Stored data:
--- --- ---
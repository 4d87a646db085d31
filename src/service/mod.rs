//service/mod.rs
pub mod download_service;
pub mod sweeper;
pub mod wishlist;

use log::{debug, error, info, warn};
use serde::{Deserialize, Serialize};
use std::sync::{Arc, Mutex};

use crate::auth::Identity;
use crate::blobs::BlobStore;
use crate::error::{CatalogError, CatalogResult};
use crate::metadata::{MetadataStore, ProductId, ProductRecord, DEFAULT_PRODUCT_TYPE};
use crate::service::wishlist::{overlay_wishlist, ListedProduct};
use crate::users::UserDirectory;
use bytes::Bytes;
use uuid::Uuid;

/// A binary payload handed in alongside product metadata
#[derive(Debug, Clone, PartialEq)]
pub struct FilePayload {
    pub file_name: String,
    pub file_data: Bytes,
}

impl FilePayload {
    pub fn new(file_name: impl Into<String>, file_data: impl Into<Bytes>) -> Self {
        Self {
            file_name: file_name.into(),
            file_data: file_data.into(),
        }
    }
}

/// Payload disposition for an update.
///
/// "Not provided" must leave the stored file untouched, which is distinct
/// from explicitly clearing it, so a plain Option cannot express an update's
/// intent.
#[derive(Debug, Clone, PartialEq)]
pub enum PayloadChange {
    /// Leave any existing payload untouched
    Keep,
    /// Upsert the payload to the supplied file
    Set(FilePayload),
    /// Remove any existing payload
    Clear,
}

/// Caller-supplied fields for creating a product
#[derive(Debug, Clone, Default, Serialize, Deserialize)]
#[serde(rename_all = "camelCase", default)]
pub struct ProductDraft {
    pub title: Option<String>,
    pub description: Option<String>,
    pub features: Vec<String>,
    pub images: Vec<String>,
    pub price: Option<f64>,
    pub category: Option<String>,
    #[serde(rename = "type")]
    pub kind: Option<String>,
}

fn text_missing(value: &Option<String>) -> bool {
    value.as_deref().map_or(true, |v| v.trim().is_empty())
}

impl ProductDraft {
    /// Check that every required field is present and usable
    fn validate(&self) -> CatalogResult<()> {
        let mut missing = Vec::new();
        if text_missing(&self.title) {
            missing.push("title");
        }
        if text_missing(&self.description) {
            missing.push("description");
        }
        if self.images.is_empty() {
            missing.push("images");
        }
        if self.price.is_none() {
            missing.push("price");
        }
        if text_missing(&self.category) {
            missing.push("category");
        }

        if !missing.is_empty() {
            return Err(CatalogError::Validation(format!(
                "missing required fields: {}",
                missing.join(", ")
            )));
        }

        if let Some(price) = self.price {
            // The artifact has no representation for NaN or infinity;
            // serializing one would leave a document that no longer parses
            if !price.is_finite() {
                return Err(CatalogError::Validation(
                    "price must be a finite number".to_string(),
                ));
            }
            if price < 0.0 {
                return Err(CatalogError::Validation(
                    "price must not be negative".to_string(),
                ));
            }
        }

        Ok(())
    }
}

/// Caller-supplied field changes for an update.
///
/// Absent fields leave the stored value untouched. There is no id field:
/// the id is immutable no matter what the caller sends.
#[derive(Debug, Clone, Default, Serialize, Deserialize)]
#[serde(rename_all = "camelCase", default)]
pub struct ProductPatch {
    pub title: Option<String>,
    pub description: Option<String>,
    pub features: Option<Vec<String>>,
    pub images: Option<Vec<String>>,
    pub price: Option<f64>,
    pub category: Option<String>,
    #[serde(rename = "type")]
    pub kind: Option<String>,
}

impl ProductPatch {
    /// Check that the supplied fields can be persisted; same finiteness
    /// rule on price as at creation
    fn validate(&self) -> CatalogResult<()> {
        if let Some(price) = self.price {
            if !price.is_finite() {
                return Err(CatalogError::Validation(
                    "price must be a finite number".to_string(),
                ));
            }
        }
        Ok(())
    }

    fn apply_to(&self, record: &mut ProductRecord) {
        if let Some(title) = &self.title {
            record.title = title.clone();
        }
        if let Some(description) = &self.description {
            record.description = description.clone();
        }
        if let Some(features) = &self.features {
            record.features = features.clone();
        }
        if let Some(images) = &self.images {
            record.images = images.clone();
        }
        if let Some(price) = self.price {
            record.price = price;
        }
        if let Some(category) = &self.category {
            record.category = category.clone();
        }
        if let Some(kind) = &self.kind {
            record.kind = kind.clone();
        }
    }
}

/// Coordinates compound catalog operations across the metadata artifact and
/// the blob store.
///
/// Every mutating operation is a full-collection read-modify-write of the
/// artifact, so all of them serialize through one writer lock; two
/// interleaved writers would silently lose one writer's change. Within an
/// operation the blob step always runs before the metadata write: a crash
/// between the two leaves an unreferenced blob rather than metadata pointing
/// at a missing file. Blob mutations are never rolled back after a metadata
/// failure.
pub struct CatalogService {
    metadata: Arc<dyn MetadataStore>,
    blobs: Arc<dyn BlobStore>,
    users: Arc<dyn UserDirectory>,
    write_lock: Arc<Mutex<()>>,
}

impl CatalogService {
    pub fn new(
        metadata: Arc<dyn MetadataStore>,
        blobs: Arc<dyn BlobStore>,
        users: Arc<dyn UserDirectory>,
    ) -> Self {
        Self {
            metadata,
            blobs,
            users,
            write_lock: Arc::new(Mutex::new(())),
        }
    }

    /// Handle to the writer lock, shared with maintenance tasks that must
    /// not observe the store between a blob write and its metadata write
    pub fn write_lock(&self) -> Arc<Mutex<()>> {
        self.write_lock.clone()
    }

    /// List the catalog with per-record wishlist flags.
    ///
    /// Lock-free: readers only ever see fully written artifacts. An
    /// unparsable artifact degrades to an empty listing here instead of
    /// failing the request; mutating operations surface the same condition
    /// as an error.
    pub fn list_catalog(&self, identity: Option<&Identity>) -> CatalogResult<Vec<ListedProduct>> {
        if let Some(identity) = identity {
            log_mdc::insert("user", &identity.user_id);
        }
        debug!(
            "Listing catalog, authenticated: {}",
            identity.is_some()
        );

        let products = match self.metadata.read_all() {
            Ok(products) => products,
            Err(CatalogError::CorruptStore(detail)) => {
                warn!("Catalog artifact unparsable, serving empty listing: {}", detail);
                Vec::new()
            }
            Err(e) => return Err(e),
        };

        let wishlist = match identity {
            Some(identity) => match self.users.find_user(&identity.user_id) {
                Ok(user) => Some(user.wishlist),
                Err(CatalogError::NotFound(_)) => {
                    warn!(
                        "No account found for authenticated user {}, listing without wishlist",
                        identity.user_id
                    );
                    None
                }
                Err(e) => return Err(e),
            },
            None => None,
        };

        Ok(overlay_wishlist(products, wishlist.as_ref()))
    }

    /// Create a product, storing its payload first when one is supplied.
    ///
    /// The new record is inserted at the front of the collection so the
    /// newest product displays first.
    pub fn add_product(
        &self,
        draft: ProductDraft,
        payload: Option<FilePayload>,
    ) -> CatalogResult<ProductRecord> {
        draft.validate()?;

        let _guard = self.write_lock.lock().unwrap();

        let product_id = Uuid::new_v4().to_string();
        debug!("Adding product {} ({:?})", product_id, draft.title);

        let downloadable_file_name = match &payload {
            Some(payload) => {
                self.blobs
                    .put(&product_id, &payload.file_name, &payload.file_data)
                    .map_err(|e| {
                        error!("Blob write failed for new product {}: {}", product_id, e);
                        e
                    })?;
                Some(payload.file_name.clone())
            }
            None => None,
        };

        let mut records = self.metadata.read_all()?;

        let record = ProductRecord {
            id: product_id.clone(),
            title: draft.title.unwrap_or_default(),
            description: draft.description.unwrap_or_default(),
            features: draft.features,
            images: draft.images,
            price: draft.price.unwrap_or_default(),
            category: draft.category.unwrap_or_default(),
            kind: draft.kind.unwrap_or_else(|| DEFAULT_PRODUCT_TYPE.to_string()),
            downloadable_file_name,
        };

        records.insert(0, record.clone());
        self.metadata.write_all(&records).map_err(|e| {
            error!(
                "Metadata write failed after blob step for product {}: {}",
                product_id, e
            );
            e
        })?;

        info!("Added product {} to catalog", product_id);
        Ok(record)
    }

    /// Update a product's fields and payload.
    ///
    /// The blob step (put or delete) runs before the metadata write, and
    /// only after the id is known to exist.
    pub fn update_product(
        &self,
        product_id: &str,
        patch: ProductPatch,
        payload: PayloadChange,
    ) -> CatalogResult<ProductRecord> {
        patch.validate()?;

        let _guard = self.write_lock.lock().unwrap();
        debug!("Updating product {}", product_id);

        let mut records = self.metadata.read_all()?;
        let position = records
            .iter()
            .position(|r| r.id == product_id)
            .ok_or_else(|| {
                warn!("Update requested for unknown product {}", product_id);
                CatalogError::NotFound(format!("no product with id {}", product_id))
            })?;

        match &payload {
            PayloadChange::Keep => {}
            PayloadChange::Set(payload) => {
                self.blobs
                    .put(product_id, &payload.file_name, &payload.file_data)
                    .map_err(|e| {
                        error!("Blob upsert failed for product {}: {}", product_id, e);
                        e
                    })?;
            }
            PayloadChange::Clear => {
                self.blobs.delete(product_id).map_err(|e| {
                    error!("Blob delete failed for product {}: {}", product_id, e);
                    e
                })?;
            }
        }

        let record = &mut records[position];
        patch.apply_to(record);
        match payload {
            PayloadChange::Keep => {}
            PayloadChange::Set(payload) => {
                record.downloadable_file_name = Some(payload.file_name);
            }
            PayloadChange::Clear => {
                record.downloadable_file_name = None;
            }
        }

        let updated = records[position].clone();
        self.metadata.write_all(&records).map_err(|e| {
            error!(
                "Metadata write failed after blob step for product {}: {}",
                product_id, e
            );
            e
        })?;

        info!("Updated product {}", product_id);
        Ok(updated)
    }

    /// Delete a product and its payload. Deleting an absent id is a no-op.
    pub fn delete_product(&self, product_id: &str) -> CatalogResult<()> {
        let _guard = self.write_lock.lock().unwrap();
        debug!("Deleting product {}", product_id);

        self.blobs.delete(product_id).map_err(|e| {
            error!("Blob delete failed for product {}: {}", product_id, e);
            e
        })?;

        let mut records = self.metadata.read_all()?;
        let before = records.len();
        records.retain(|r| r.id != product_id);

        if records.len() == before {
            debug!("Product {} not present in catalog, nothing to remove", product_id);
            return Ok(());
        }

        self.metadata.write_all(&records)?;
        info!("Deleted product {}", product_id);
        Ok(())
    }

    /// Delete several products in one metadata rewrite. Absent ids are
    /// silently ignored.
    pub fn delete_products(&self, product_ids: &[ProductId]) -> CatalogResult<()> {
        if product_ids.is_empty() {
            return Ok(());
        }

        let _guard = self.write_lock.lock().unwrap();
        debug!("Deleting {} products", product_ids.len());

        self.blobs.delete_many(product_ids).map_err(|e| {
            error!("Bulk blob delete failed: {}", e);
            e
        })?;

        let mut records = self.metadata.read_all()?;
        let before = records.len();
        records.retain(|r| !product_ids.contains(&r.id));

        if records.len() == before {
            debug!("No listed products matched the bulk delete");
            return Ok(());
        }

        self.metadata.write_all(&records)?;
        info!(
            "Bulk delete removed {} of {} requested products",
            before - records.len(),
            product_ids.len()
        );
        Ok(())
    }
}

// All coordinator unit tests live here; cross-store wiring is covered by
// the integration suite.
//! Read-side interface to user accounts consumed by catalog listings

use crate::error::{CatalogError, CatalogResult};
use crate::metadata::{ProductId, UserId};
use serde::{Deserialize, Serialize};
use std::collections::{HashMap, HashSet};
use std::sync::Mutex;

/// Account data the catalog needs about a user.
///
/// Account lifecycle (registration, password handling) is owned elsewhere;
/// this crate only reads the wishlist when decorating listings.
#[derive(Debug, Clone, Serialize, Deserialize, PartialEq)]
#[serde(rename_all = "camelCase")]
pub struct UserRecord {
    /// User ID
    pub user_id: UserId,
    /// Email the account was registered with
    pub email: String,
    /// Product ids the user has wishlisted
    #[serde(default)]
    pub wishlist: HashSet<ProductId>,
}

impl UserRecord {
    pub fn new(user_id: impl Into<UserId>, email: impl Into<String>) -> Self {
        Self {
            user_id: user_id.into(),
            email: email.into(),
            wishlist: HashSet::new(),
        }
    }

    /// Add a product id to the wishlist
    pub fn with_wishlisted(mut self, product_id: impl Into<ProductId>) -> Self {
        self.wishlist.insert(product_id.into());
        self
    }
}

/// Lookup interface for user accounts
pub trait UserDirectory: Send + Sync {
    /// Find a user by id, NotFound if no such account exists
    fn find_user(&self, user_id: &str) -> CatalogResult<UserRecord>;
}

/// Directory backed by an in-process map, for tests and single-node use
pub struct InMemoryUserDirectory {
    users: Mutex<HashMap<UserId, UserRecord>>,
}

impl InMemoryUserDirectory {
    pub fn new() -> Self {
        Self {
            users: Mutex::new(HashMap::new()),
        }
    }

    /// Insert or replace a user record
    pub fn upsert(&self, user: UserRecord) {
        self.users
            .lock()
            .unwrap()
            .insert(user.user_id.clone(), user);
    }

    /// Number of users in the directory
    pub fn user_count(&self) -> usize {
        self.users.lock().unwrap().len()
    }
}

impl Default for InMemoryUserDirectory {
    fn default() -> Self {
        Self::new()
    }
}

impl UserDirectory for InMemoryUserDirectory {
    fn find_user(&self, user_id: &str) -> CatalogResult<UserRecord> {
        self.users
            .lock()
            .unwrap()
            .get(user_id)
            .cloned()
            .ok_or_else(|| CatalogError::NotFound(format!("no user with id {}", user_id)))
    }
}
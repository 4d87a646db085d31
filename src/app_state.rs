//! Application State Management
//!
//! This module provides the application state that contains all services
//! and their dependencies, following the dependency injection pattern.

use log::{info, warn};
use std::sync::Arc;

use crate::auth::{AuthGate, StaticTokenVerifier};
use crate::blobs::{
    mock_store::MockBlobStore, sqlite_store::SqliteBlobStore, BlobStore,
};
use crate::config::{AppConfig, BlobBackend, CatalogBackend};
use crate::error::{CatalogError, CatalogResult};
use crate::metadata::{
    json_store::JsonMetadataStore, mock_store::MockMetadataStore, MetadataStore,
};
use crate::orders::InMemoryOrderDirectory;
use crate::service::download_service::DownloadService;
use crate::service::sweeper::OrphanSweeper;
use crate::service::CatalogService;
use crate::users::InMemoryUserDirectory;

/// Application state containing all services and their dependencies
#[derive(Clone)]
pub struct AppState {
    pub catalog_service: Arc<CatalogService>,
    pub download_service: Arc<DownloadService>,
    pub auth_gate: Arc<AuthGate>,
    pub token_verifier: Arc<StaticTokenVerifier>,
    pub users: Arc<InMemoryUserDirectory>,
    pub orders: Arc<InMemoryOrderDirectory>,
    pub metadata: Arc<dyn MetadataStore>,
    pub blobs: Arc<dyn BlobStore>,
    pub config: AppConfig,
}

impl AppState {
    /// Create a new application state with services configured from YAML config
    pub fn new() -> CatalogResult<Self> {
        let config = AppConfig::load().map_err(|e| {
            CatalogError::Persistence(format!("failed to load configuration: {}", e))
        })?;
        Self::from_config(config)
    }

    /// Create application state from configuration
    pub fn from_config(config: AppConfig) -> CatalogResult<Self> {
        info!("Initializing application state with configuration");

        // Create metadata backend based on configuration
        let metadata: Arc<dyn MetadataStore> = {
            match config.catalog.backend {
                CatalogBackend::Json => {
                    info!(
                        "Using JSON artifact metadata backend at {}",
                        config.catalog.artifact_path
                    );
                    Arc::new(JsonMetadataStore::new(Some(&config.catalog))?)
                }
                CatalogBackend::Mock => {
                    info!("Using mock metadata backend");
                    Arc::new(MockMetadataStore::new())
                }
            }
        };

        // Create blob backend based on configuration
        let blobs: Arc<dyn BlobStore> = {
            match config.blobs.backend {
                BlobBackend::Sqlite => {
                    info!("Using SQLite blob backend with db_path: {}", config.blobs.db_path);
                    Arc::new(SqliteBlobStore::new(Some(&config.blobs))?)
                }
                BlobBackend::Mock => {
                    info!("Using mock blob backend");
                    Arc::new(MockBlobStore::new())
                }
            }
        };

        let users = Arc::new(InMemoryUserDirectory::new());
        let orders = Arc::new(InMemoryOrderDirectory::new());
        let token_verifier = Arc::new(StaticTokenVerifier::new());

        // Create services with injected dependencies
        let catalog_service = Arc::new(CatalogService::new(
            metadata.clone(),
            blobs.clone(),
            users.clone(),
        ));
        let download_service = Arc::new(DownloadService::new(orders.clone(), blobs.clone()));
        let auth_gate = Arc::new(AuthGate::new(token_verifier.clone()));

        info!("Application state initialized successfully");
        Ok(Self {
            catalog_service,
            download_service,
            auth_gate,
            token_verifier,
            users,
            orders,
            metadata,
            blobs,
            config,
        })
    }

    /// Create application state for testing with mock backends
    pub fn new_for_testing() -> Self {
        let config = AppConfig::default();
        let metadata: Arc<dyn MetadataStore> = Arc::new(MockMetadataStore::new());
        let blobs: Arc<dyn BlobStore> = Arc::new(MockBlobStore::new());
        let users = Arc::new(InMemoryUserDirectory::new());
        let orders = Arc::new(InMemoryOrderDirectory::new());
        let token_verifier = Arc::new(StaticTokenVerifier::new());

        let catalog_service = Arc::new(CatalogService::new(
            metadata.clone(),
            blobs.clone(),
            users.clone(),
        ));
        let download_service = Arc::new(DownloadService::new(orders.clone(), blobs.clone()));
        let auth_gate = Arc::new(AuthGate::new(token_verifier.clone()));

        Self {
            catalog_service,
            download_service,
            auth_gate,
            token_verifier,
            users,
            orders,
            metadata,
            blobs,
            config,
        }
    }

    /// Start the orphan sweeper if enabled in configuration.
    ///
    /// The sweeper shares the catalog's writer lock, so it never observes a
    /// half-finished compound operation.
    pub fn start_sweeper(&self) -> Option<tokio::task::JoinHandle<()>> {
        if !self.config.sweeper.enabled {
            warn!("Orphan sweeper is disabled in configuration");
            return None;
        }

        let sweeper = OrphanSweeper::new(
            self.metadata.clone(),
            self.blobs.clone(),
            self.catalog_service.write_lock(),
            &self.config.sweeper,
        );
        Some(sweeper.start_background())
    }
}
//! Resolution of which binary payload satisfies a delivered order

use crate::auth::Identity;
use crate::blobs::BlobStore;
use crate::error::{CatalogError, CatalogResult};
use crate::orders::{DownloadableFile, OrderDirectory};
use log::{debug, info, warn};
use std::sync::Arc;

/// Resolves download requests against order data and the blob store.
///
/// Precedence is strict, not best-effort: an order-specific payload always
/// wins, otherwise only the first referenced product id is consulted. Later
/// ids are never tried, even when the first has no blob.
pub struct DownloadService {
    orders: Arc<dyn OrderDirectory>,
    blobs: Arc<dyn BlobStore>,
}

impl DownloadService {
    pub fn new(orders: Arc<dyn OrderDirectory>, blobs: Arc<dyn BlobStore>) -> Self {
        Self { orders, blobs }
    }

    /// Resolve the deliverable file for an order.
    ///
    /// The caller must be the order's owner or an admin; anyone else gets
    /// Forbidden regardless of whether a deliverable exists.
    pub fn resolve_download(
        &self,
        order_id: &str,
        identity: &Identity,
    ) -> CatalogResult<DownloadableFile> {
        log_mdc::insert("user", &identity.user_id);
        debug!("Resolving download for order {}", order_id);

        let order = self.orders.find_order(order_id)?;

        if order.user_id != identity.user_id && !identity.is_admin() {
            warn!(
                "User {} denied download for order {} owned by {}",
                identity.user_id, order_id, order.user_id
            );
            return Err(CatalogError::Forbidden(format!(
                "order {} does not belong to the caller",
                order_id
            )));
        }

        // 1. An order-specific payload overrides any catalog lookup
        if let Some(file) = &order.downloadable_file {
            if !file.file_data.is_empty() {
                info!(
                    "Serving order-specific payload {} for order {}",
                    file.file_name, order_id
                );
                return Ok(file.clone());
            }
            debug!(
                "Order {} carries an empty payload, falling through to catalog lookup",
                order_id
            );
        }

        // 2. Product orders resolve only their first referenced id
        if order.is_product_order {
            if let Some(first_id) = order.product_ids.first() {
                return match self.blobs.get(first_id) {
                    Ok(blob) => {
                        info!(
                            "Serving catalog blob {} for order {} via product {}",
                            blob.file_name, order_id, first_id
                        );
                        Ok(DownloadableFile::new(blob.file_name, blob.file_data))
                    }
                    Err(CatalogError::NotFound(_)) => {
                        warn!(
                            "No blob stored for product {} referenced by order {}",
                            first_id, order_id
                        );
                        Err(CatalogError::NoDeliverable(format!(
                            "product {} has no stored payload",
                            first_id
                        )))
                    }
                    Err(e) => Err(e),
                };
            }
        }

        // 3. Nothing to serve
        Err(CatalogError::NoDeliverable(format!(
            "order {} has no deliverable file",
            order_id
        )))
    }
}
--- --- ---
Exercise: What lines above contain "MockMetadataStore"? Copy them out.

The completed task:
    json_store::JsonMetadataStore, mock_store::MockMetadataStore, MetadataStore,
                    Arc::new(MockMetadataStore::new())
        let metadata: Arc<dyn MetadataStore> = Arc::new(MockMetadataStore::new());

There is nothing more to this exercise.